• [Action item]: Among the entries below, find the lines holding "through" and copy them.

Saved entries
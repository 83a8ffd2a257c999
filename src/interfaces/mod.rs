pub mod outcome_writer;
use crate::domain::ports::{Notification, NotificationKind, Notifier, Receipt, ReceiptSender, Router};
use crate::error::{DonationError, Result};
use async_trait::async_trait;
use tracing::{error, info};

/// Reports notifications through `tracing`.
#[derive(Debug, Default, Clone, Copy)]
pub struct TracingNotifier;

impl Notifier for TracingNotifier {
    fn notify(&self, notification: Notification) -> Result<()> {
        match notification.kind {
            NotificationKind::Info => {
                info!(title = %notification.title, detail = %notification.detail, "notify")
            }
            NotificationKind::Error => {
                error!(title = %notification.title, detail = %notification.detail, "notify")
            }
        }
        Ok(())
    }
}

/// Logs navigation requests instead of performing them.
#[derive(Debug, Default, Clone, Copy)]
pub struct TracingRouter;

impl Router for TracingRouter {
    fn navigate_to(&self, path: &str) -> Result<()> {
        if !path.starts_with('/') {
            return Err(DonationError::Routing(format!("{path} is not an absolute path")));
        }
        info!(path, "navigate");
        Ok(())
    }
}

/// Logs receipt requests; actual mail delivery lives outside this crate.
#[derive(Debug, Default, Clone, Copy)]
pub struct TracingReceiptSender;

#[async_trait]
impl ReceiptSender for TracingReceiptSender {
    async fn send_receipt(&self, receipt: Receipt) -> Result<()> {
        info!(
            transaction_id = %receipt.transaction_id,
            amount = %receipt.amount,
            "Receipt queued"
        );
        Ok(())
    }
}
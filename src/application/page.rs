use super::controller::{SubmissionController, SubmitOutcome};
use super::outcome::{OutcomeAction, OutcomePresenter, OutcomeView};
use crate::domain::form::DonationForm;
use crate::domain::payment_method::PaymentMethod;
use crate::domain::state::SubmissionState;
use crate::error::{DonationError, Result};
use tokio::sync::RwLock;
use tracing::{debug, warn};

/// A mounted donation page: the editable form plus the controller that
/// submits it.
///
/// Every field edit goes through the page so a validation failure can be
/// cleared as soon as the donor starts fixing their input.
pub struct DonationPage {
    form: RwLock<DonationForm>,
    controller: SubmissionController,
}

impl DonationPage {
    pub fn mount(controller: SubmissionController) -> Self {
        let form = initial_form(&controller);
        Self {
            form: RwLock::new(form),
            controller,
        }
    }

    pub fn controller(&self) -> &SubmissionController {
        &self.controller
    }

    pub async fn form(&self) -> DonationForm {
        self.form.read().await.clone()
    }

    pub async fn state(&self) -> SubmissionState {
        self.controller.state().await
    }

    pub async fn select_preset(&self, value: u32) -> Result<()> {
        self.form.write().await.amount.select_preset(value)?;
        self.controller.on_field_edited().await
    }

    pub async fn set_custom_amount(&self, text: &str) -> Result<()> {
        self.form.write().await.amount.set_custom_amount(text);
        self.controller.on_field_edited().await
    }

    pub async fn set_name(&self, name: &str) -> Result<()> {
        self.form.write().await.donor.set_name(name);
        self.controller.on_field_edited().await
    }

    pub async fn set_email(&self, email: &str) -> Result<()> {
        self.form.write().await.donor.set_email(email);
        self.controller.on_field_edited().await
    }

    pub async fn set_phone(&self, phone: &str) -> Result<()> {
        self.form.write().await.donor.set_phone(phone);
        self.controller.on_field_edited().await
    }

    pub async fn set_dedication_message(&self, message: &str) -> Result<()> {
        self.form.write().await.donor.set_dedication_message(message);
        self.controller.on_field_edited().await
    }

    pub async fn select_payment_method(&self, method: PaymentMethod) -> Result<()> {
        self.form.write().await.payment.select(method);
        self.controller.on_field_edited().await
    }

    pub async fn submit(&self) -> Result<SubmitOutcome> {
        let snapshot = self.form.read().await.snapshot();
        self.controller.submit(snapshot).await
    }

    pub async fn outcome(&self) -> Option<OutcomeView> {
        let state = self.controller.state().await;
        OutcomePresenter::present(&state, self.controller.last_amount().await)
    }

    /// Applies one of the actions offered by the current outcome view.
    pub async fn apply(&self, action: OutcomeAction) -> Result<()> {
        let offered = self
            .outcome()
            .await
            .is_some_and(|view| view.offers(action));
        if !offered {
            warn!(%action, "Outcome action not available");
            return Err(DonationError::ActionUnavailable(action.to_string()));
        }
        debug!(%action, "Applying outcome action");

        match action {
            OutcomeAction::DonateAgain => {
                self.controller.reset().await?;
                *self.form.write().await = initial_form(&self.controller);
                Ok(())
            }
            OutcomeAction::Retry => self.controller.reset().await,
            OutcomeAction::ReturnHome => self.controller.return_home(),
        }
    }

    pub fn teardown(&self) {
        self.controller.teardown();
    }
}

fn initial_form(controller: &SubmissionController) -> DonationForm {
    let mut form = DonationForm::new();
    if let Some(preset) = controller.config().suggested_preset
        && let Err(e) = form.amount.select_preset(preset)
    {
        warn!(error = %e, "Ignoring suggested preset");
    }
    form
}
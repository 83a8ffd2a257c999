use donation_intake::domain::ports::{
    GatewayOutcome, Notification, NotifierBox, PaymentGatewayBox, Receipt, ReceiptSenderBox,
    RouterBox,
};
use donation_intake::domain::request::DonationSnapshot;
use donation_intake::infrastructure::console::{TracingNotifier, TracingReceiptSender, TracingRouter};
use donation_intake::infrastructure::simulated::{SimulatedGateway, SimulationMode};
use rust_decimal_macros::dec;
use std::time::Duration;

#[tokio::test]
async fn test_adapters_as_trait_objects() {
    let gateway: PaymentGatewayBox =
        Box::new(SimulatedGateway::new(SimulationMode::Cancel).with_delay(Duration::ZERO));
    let notifier: NotifierBox = Box::new(TracingNotifier);
    let router: RouterBox = Box::new(TracingRouter);
    let receipts: ReceiptSenderBox = Box::new(TracingReceiptSender);

    let mut snapshot = DonationSnapshot {
        amount: Some(dec!(25)),
        ..DonationSnapshot::default()
    };
    snapshot.donor.set_email("a@b.com");
    let request = snapshot.validate().unwrap();

    // Verify Send + Sync by spawning tasks
    let gateway_handle = tokio::spawn(async move { gateway.submit_donation(&request).await });
    let side_effects = tokio::spawn(async move {
        notifier
            .notify(Notification::info("Processing donation...", "Thank you!"))
            .unwrap();
        router.navigate_to("/cancel").unwrap();
        receipts
            .send_receipt(Receipt {
                donor_email: "a@b.com".to_string(),
                amount: donation_intake::domain::amount::Amount::new(dec!(25)).unwrap(),
                transaction_id: "TXN1".to_string(),
            })
            .await
    });

    assert_eq!(
        gateway_handle.await.unwrap().unwrap(),
        GatewayOutcome::Cancelled
    );
    side_effects.await.unwrap().unwrap();
}
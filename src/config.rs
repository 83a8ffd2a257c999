use crate::error::Result;
use serde::Deserialize;
use std::time::Duration;

/// Runtime settings for one donation page.
#[derive(Debug, Clone, PartialEq, Deserialize)]
#[serde(default)]
pub struct IntakeConfig {
    /// Deadline for a single gateway call, in milliseconds.
    pub gateway_timeout_ms: u64,
    pub success_path: String,
    pub cancel_path: String,
    pub home_path: String,
    /// Preset selected when the page mounts and after "donate again".
    pub suggested_preset: Option<u32>,
}

impl Default for IntakeConfig {
    fn default() -> Self {
        Self {
            gateway_timeout_ms: 30_000,
            success_path: "/success".to_string(),
            cancel_path: "/cancel".to_string(),
            home_path: "/".to_string(),
            suggested_preset: Some(50),
        }
    }
}

impl IntakeConfig {
    pub fn from_json(source: &str) -> Result<Self> {
        Ok(serde_json::from_str(source)?)
    }

    pub fn gateway_timeout(&self) -> Duration {
        Duration::from_millis(self.gateway_timeout_ms)
    }
}

#[cfg(test)]
mod tests {
    use super::*;

    #[test]
    fn test_partial_json_falls_back_to_defaults() {
        let config = IntakeConfig::from_json(r#"{"gateway_timeout_ms": 500}"#).unwrap();
        assert_eq!(config.gateway_timeout(), Duration::from_millis(500));
        assert_eq!(config.success_path, "/success");
        assert_eq!(config.suggested_preset, Some(50));
    }

    #[test]
    fn test_malformed_json_is_an_error() {
        assert!(IntakeConfig::from_json("{").is_err());
    }
}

• [Result below]:
/// Reports notifications through `tracing`.
/// Every field edit goes through the page so a validation failure can be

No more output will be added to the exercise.